Digest:         An acting Supreme Court Justice who has had no judicial involvement in a home foreclosure sale to be held in the same court where he/she presides may purchase the home at the foreclosure sale but must not lend, nor appear to lend the prestige of his/her judicial office to influence the sale.


Rules:          22 NYCRR 100.2; 100.2(A); 100.2(C); 100.3(B)(6); Opinions 08-95; 07-108; 06-93; 99-44 (Vol. XVII); 90-11 (Vol. V).



         An acting Supreme Court Justice asks whether he/she may purchase a home at a foreclosure sale held in the same court where he/she presides. According to the judge, he/she has had no judicial involvement in the foreclosure proceeding or the sale of the home but is only involved as a prospective purchaser.

         A judge must avoid impropriety and its appearance in all the judge’s activities (see 22 NYCRR 100.2), and must always act in a manner to promote public confidence in the judiciary’s integrity and impartiality (see 22 NYCRR 100.2[A]). Therefore, a judge must not lend the prestige of judicial office to advance his/her own private interests (see 22 NYCRR 100.2[C]).

         In the Committee’s view, the Rules Governing Judicial Conduct do not prohibit a judge from participating in a foreclosure sale on the same basis as any other private citizen, even in his/her own court, as long as another judge will preside over the proceeding (cf. Opinion 90-11 [Vol. V] [judge may bring a pro se case in small claims part of his/her own court before the other judge].

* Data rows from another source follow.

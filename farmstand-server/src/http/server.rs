//! Axum server setup
//!
//! Server skeleton with:
//! - Localhost-only CORS by default
//! - Tracing middleware and security headers
//! - Graceful shutdown on SIGTERM/Ctrl+C, store closed afterwards

use std::net::SocketAddr;
use std::sync::Arc;

use axum::http::{header, HeaderValue};
use axum::Router;
use tokio::net::TcpListener;
use tower_http::cors::{Any, CorsLayer};
use tower_http::set_header::SetResponseHeaderLayer;
use tower_http::trace::TraceLayer;

use super::{middleware, routes};
use crate::market::Marketplace;

/// Server configuration
#[derive(Debug, Clone)]
pub struct ServerConfig {
    /// Address to bind to (default: 127.0.0.1:3000)
    pub bind_addr: SocketAddr,

    /// Allow permissive CORS (default: false = localhost only)
    ///
    /// WARNING: Setting this to true allows any origin.
    pub cors_permissive: bool,
}

impl Default for ServerConfig {
    fn default() -> Self {
        Self {
            bind_addr: SocketAddr::from(([127, 0, 0, 1], 3000)),
            cors_permissive: false,
        }
    }
}

/// Shared application state
#[derive(Clone)]
pub struct AppState {
    pub market: Marketplace,
}

impl AppState {
    pub fn new(market: Marketplace) -> Self {
        Self { market }
    }
}

fn cors_layer(permissive: bool) -> CorsLayer {
    if permissive {
        tracing::warn!("CORS: Permissive mode enabled - all origins allowed");
        return CorsLayer::permissive();
    }

    CorsLayer::new()
        .allow_origin([
            HeaderValue::from_static("http://localhost:3000"),
            HeaderValue::from_static("http://127.0.0.1:3000"),
        ])
        .allow_methods(Any)
        .allow_headers(Any)
}

/// Build the application router with all routes and layers.
pub fn build_router(state: AppState, config: &ServerConfig) -> Router {
    let state = Arc::new(state);

    Router::new()
        .merge(routes::health::router())
        .merge(routes::farms::router())
        .merge(routes::products::router())
        .merge(routes::stats::router())
        .fallback(middleware::not_found)
        .layer(axum::middleware::from_fn_with_state(
            state.clone(),
            middleware::require_store,
        ))
        .layer(SetResponseHeaderLayer::overriding(
            header::X_CONTENT_TYPE_OPTIONS,
            HeaderValue::from_static("nosniff"),
        ))
        .layer(SetResponseHeaderLayer::overriding(
            header::X_FRAME_OPTIONS,
            HeaderValue::from_static("DENY"),
        ))
        .layer(SetResponseHeaderLayer::overriding(
            header::X_XSS_PROTECTION,
            HeaderValue::from_static("1; mode=block"),
        ))
        .layer(cors_layer(config.cors_permissive))
        .layer(TraceLayer::new_for_http())
        .with_state(state)
}

/// Run the HTTP server until a shutdown signal, then close the store.
///
/// # Example
///
/// ```ignore
/// let store = PgStore::connect(&database_url, DEFAULT_MAX_CONNECTIONS).await?;
/// let market = Marketplace::new(Arc::new(store));
/// run_server(market, ServerConfig::default()).await?;
/// ```
pub async fn run_server(market: Marketplace, config: ServerConfig) -> Result<(), ServerError> {
    let app = build_router(AppState::new(market.clone()), &config);

    let listener = TcpListener::bind(config.bind_addr).await?;
    tracing::info!("Server listening on {}", config.bind_addr);

    let served = axum::serve(listener, app)
        .with_graceful_shutdown(shutdown_signal())
        .await;

    market.close().await;
    served?;

    tracing::info!("Server shutdown complete");
    Ok(())
}

/// Wait for shutdown signal (Ctrl+C or SIGTERM).
async fn shutdown_signal() {
    let ctrl_c = async {
        if let Err(e) = tokio::signal::ctrl_c().await {
            tracing::error!(error = %e, "failed to listen for Ctrl+C");
            std::future::pending::<()>().await;
        }
    };

    #[cfg(unix)]
    let terminate = async {
        match tokio::signal::unix::signal(tokio::signal::unix::SignalKind::terminate()) {
            Ok(mut signal) => {
                signal.recv().await;
            }
            Err(e) => {
                tracing::error!(error = %e, "failed to install SIGTERM handler");
                std::future::pending::<()>().await;
            }
        }
    };

    #[cfg(not(unix))]
    let terminate = std::future::pending::<()>();

    tokio::select! {
        _ = ctrl_c => {
            tracing::info!("Received Ctrl+C, starting shutdown");
        }
        _ = terminate => {
            tracing::info!("Received SIGTERM, starting shutdown");
        }
    }
}

/// Server error type
#[derive(Debug, thiserror::Error)]
pub enum ServerError {
    #[error("IO error: {0}")]
    Io(#[from] std::io::Error),
}
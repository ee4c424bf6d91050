//! Liveness and readiness endpoints

use std::sync::Arc;

use axum::extract::State;
use axum::http::StatusCode;
use axum::{routing::get, Json, Router};
use serde::Serialize;

use crate::http::server::AppState;

/// Health check response
#[derive(Serialize)]
pub struct HealthResponse {
    pub status: &'static str,
    pub version: &'static str,
}

/// Store readiness response
#[derive(Serialize)]
pub struct StatusResponse {
    pub status: &'static str,
    pub store: &'static str,
    pub current_time: String,
}

/// GET /health
async fn health() -> Json<HealthResponse> {
    Json(HealthResponse {
        status: "ok",
        version: env!("CARGO_PKG_VERSION"),
    })
}

/// GET /status - 503 until the store can serve requests
async fn status(State(state): State<Arc<AppState>>) -> (StatusCode, Json<StatusResponse>) {
    let current_time = chrono::Utc::now().to_rfc3339();

    if state.market.is_available().await {
        (
            StatusCode::OK,
            Json(StatusResponse {
                status: "ok",
                store: "available",
                current_time,
            }),
        )
    } else {
        (
            StatusCode::SERVICE_UNAVAILABLE,
            Json(StatusResponse {
                status: "unavailable",
                store: "disconnected",
                current_time,
            }),
        )
    }
}

/// Health routes
pub fn router() -> Router<Arc<AppState>> {
    Router::new()
        .route("/health", get(health))
        .route("/status", get(status))
}

#[cfg(test)]
mod tests {
    use super::*;

    #[tokio::test]
    async fn health_returns_ok() {
        let Json(body) = health().await;
        assert_eq!(body.status, "ok");
        assert_eq!(body.version, env!("CARGO_PKG_VERSION"));
    }
}
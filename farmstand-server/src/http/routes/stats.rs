//! Marketplace statistics

use std::sync::Arc;

use axum::extract::State;
use axum::{routing::get, Json, Router};
use serde::Serialize;

use crate::db::MarketStats;
use crate::http::error::ApiError;
use crate::http::server::AppState;

#[derive(Serialize)]
pub struct StatsResponse {
    #[serde(flatten)]
    pub stats: MarketStats,
    pub generated_at: String,
}

/// GET /api/stats
async fn stats(State(state): State<Arc<AppState>>) -> Result<Json<StatsResponse>, ApiError> {
    let stats = state.market.stats().await?;

    Ok(Json(StatsResponse {
        stats,
        generated_at: chrono::Utc::now().to_rfc3339(),
    }))
}

pub fn router() -> Router<Arc<AppState>> {
    Router::new().route("/api/stats", get(stats))
}
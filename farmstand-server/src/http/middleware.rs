//! Request guards shared by every route

use std::sync::Arc;

use axum::extract::{Request, State};
use axum::http::Uri;
use axum::middleware::Next;
use axum::response::{IntoResponse, Response};

use super::error::ApiError;
use super::server::AppState;

/// Paths that answer even while the store is down
const ALWAYS_ON: [&str; 2] = ["/health", "/status"];

/// Reject requests with 503 while the store is unavailable.
pub async fn require_store(
    State(state): State<Arc<AppState>>,
    request: Request,
    next: Next,
) -> Response {
    let guarded = !ALWAYS_ON.contains(&request.uri().path());
    if guarded && !state.market.is_available().await {
        tracing::warn!(path = %request.uri().path(), "store unavailable, rejecting request");
        return ApiError::Unavailable.into_response();
    }

    next.run(request).await
}

/// JSON 404 for unmatched routes.
pub async fn not_found(uri: Uri) -> ApiError {
    ApiError::NotFound {
        resource: "route",
        id: uri.path().to_owned(),
    }
}
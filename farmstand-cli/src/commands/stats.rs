//! Marketplace statistics report

use anyhow::{Context, Result};
use clap::Parser;

use farmstand_server::models::{format_usd, Pagination};
use farmstand_server::Marketplace;

/// Arguments for the stats command
#[derive(Parser, Debug)]
pub struct StatsArgs {
    /// PostgreSQL connection URL
    #[arg(long, env = "DATABASE_URL", hide_env_values = true)]
    pub database_url: Option<String>,

    /// Print the counts as JSON instead of a report
    #[arg(long)]
    pub json: bool,
}

pub async fn run_stats(args: StatsArgs) -> Result<()> {
    let market = super::connect(args.database_url, 1).await?;
    let outcome = report(&market, args.json).await;
    market.close().await;
    outcome
}

async fn report(market: &Marketplace, json: bool) -> Result<()> {
    let stats = market.stats().await.context("Failed to collect statistics")?;

    if json {
        println!("{}", serde_json::to_string_pretty(&stats)?);
        return Ok(());
    }

    println!("Marketplace statistics");
    println!("{}", "=".repeat(50));
    println!("Farms:    {}", stats.farm_count);
    println!("Products: {}", stats.product_count);

    println!("\nProducts by category:");
    for (category, count) in &stats.products_by_category {
        println!("  {:<10} {}", category.as_str(), count);
    }

    println!("\nFarms by type:");
    for (kind, count) in &stats.farms_by_type {
        println!("  {:<10} {}", kind, count);
    }

    let mut page = Pagination::everything();
    loop {
        let farms = market.farms(page).await?;

        for farm in &farms.items {
            let detail = market.farm_detail(farm.id).await?;
            println!("\n{} ({}, {})", farm.name, farm.kind, farm.location);
            for product in &detail.products {
                println!(
                    "  - {} {} [{}]",
                    product.name,
                    format_usd(product.price),
                    product.category
                );
            }
        }

        if !farms.has_next() {
            break;
        }
        page.page += 1;
    }

    Ok(())
}
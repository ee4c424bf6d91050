//! HTTP server command

use std::net::SocketAddr;
use std::sync::Arc;

use anyhow::{Context, Result};
use clap::Parser;

use farmstand_server::db::DEFAULT_MAX_CONNECTIONS;
use farmstand_server::{run_server, Marketplace, MemoryStore, ServerConfig};

/// Arguments for the serve command
#[derive(Parser, Debug)]
pub struct ServeArgs {
    /// Address to bind to
    #[arg(long, short = 'b', env = "FARMSTAND_BIND", default_value = "127.0.0.1:3000")]
    pub bind: SocketAddr,

    /// Allow permissive CORS (all origins) - use with caution
    #[arg(long)]
    pub cors_permissive: bool,

    /// PostgreSQL connection URL
    #[arg(long, env = "DATABASE_URL", hide_env_values = true)]
    pub database_url: Option<String>,

    /// Keep everything in memory instead of PostgreSQL (lost on exit)
    #[arg(long)]
    pub memory: bool,

    /// Maximum database connections
    #[arg(long, default_value_t = DEFAULT_MAX_CONNECTIONS)]
    pub max_connections: u32,
}

/// Run the HTTP server until Ctrl+C/SIGTERM
pub async fn run_serve(args: ServeArgs) -> Result<()> {
    let market = if args.memory {
        tracing::warn!("Using in-memory store - data is lost on exit");
        Marketplace::new(Arc::new(MemoryStore::new()))
    } else {
        super::connect(args.database_url, args.max_connections).await?
    };

    let config = ServerConfig {
        bind_addr: args.bind,
        cors_permissive: args.cors_permissive,
    };

    tracing::info!("Starting farmstand server on {}", config.bind_addr);

    run_server(market, config).await.context("Server error")?;

    Ok(())
}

         However, the judge may not use his/her judicial office, or even appear to use it to influence the sale (see 22 NYCRR 100.2[A]; 100.2[C]). For example, the judge should not seek or act on any information that has not yet become available to the public about homes that will be offered for foreclosure in his/her court (cf. Opinion 99-44 [Vol. XVII] [prohibiting use of non-public information acquired in a judicial capacity for purposes unrelated to official judicial duties]). Nor should the judge alert his/her co-judge or court personnel of his/her interest in purchasing a home at the foreclosure sale, other than in the same time, place and manner as other members of the public who are not judges or court employees (cf. 22 NYCRR 100.3(B)(6) [judge shall not initiate ex parte communications]; Opinion 07-108 [inquiring judge may not suggest any course of action to another judge who is presiding over a matter that involves the inquiring judge’s business or real property]). The Committee further notes that the judge should not voluntarily disclose his/her judicial status during the course of the foreclosure sale unless he/she must do so pursuant to law or administrative rule (cf. Opinions 08-95 [judge/litigant should not disclose his/her judicial status to the judge presiding in the action]; 06-93 [when judge expresses his/her views to government officials as a private citizen whose personal interests will be affected by a pending decision, judge must not use official stationery or refer to his/her judicial office]).